If local minimum whenever assuming value then global

Question

Let $f:\mathbb{R}^n\to\mathbb{R}$ be continuous, $x_0\in\mathbb{R}^n$ and $y_0 = f(x_0)$. Suppose that whenever $f(x) = y_0$, $x$ is a local minimum of $f$. Prove that $x_0$ is a global minimum of $f$.
I figured I should be using the connectivity of the domain to justify that, but I can only think of proving it by contradiction, and it is getting me nowhere...

Answer 1

Hint

Suppose that it exists $a \in \mathbb R^n$ with $f(a) <y_0$ and consider the segment $[x_0,a]$.

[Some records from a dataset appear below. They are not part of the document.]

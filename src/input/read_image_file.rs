// 该文件是 Shijing （视镜） 项目的一部分。
// src/input/read_image_file.rs - 图像文件输入
//
// 本文件根据 Apache 许可证第 2.0 版（以下简称“许可证”）授权使用；
// 除非遵守该许可证条款，否则您不得使用本文件。
// 您可通过以下网址获取许可证副本：
// http://www.apache.org/licenses/LICENSE-2.0
// 除非适用法律要求或书面同意，根据本许可协议分发的软件均按“原样”提供，
// 不附带任何形式的明示或暗示的保证或条件。
// 有关许可权限与限制的具体条款，请参阅本许可协议。
//
// Copyright (C) 2026 Johann Li <me@qinka.pro>, Wareless Group

use image::{ImageReader, RgbImage};
use thiserror::Error;
use tracing::{error, info};
use url::Url;

use crate::{
  FromUrl, FromUrlWithScheme,
  frame::VideoFrame,
  input::{InputError, VideoMeta},
  url_file_path,
};

#[derive(Error, Debug)]
pub enum ImageFileInputError {
  #[error("URI schema mismatch")]
  SchemaMismatch,
  #[error("I/O error: {0}")]
  IoError(#[from] std::io::Error),
  #[error("Image loading error: {0}")]
  ImageLoadError(#[from] image::ImageError),
}

/// 单张图片，当作只有一帧的视频
pub struct ImageFileInput {
  image: Option<RgbImage>,
  width: u32,
  height: u32,
}

impl FromUrlWithScheme for ImageFileInput {
  const SCHEME: &'static str = "image";
}

impl FromUrl for ImageFileInput {
  type Error = ImageFileInputError;

  fn from_url(url: &Url) -> Result<Self, Self::Error> {
    if url.scheme() != Self::SCHEME {
      error!(
        "URI scheme mismatch: expected '{}', found '{}'",
        Self::SCHEME,
        url.scheme()
      );
      return Err(ImageFileInputError::SchemaMismatch);
    }

    let path = url_file_path(url);
    let image = ImageReader::open(&path)?.decode()?.to_rgb8();
    let (width, height) = image.dimensions();
    info!("读取图片 {}: {}x{}", path, width, height);

    Ok(ImageFileInput {
      image: Some(image),
      width,
      height,
    })
  }
}

impl ImageFileInput {
  pub fn meta(&self) -> VideoMeta {
    VideoMeta {
      width: self.width,
      height: self.height,
      fps: None,
      duration: None,
    }
  }
}

impl Iterator for ImageFileInput {
  type Item = Result<VideoFrame, InputError>;

  fn next(&mut self) -> Option<Self::Item> {
    self
      .image
      .take()
      .map(|image| Ok(VideoFrame::new(0, 0, image)))
  }
}
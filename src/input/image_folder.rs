// 该文件是 Shijing （视镜） 项目的一部分。
// src/input/image_folder.rs - 图片目录输入
//
// 本文件根据 Apache 许可证第 2.0 版（以下简称“许可证”）授权使用；
// 除非遵守该许可证条款，否则您不得使用本文件。
// 您可通过以下网址获取许可证副本：
// http://www.apache.org/licenses/LICENSE-2.0
// 除非适用法律要求或书面同意，根据本许可协议分发的软件均按“原样”提供，
// 不附带任何形式的明示或暗示的保证或条件。
// 有关许可权限与限制的具体条款，请参阅本许可协议。
//
// Copyright (C) 2026 Johann Li <me@qinka.pro>, Wareless Group

use std::{collections::VecDeque, path::PathBuf};

use image::ImageReader;
use tracing::{debug, info};
use url::Url;

use crate::{
  FromUrl, FromUrlWithScheme,
  frame::VideoFrame,
  input::{InputError, VideoMeta},
  url_file_path,
};

const FRAME_EXTENSIONS: [&str; 3] = ["jpeg", "jpg", "png"];

/// 按文件名顺序读取目录中已经抽出的帧
///
/// 地址形如 `folder:///path/to/frames?fps=30`。
pub struct ImageFolderInput {
  paths: VecDeque<PathBuf>,
  next_index: u64,
  fps: Option<f64>,
  width: u32,
  height: u32,
}

impl FromUrlWithScheme for ImageFolderInput {
  const SCHEME: &'static str = "folder";
}

impl FromUrl for ImageFolderInput {
  type Error = InputError;

  fn from_url(url: &Url) -> Result<Self, Self::Error> {
    if url.scheme() != Self::SCHEME {
      return Err(InputError::SchemeMismatch);
    }

    let fps = url
      .query_pairs()
      .find(|(k, _)| k == "fps")
      .and_then(|(_, v)| v.parse::<f64>().ok());

    let directory = PathBuf::from(url_file_path(url));
    let mut paths = Vec::new();
    for entry in std::fs::read_dir(&directory)? {
      let path = entry?.path();
      let matched = path
        .extension()
        .and_then(|ext| ext.to_str())
        .map(|ext| FRAME_EXTENSIONS.contains(&ext.to_ascii_lowercase().as_str()))
        .unwrap_or(false);
      if matched {
        paths.push(path);
      }
    }
    paths.sort();
    info!("目录 {} 中共有 {} 帧", directory.display(), paths.len());

    let (width, height) = match paths.first() {
      Some(first) => ImageReader::open(first)?.into_dimensions()?,
      None => (0, 0),
    };

    Ok(ImageFolderInput {
      paths: paths.into(),
      next_index: 0,
      fps,
      width,
      height,
    })
  }
}

impl ImageFolderInput {
  pub fn meta(&self) -> VideoMeta {
    VideoMeta {
      width: self.width,
      height: self.height,
      fps: self.fps,
      duration: None,
    }
  }
}

impl Iterator for ImageFolderInput {
  type Item = Result<VideoFrame, InputError>;

  fn next(&mut self) -> Option<Self::Item> {
    let path = self.paths.pop_front()?;
    debug!("读取帧 {}", path.display());
    let index = self.next_index;
    self.next_index += 1;
    let timestamp_ms = self
      .fps
      .filter(|fps| *fps > 0.0)
      .map_or(0, |fps| (index as f64 * 1000.0 / fps) as u64);

    let result = ImageReader::open(&path)
      .map_err(InputError::from)
      .and_then(|reader| reader.decode().map_err(InputError::from))
      .map(|image| VideoFrame::new(index, timestamp_ms, image.to_rgb8()));
    Some(result)
  }
}
//! Nutriplan Backend Library
//!
//! This library exposes the backend modules for use in tests and other crates.

pub mod config;
pub mod error;
pub mod repositories;
pub mod routes;
pub mod services;
pub mod state;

Consider $T=\{t \in [0,1] \mid f((1-t)x_0 + ta) \ge y_0\}$. $T$ is not empty as $0 \in T$, bounded by $1$ and closed as $f$ is continuous. Therefore $T$ has an upper bound $b <1$ such that $f(x_b)= y_0$ where $x_b = (1-b)x_0+ba$. By hypothesis, $x_b$ is a local minimum of $f$. A contradiction as $f((1-(b+\epsilon))x_0 + (b + \epsilon)a) < y_0$ for $\epsilon >0$ small enough.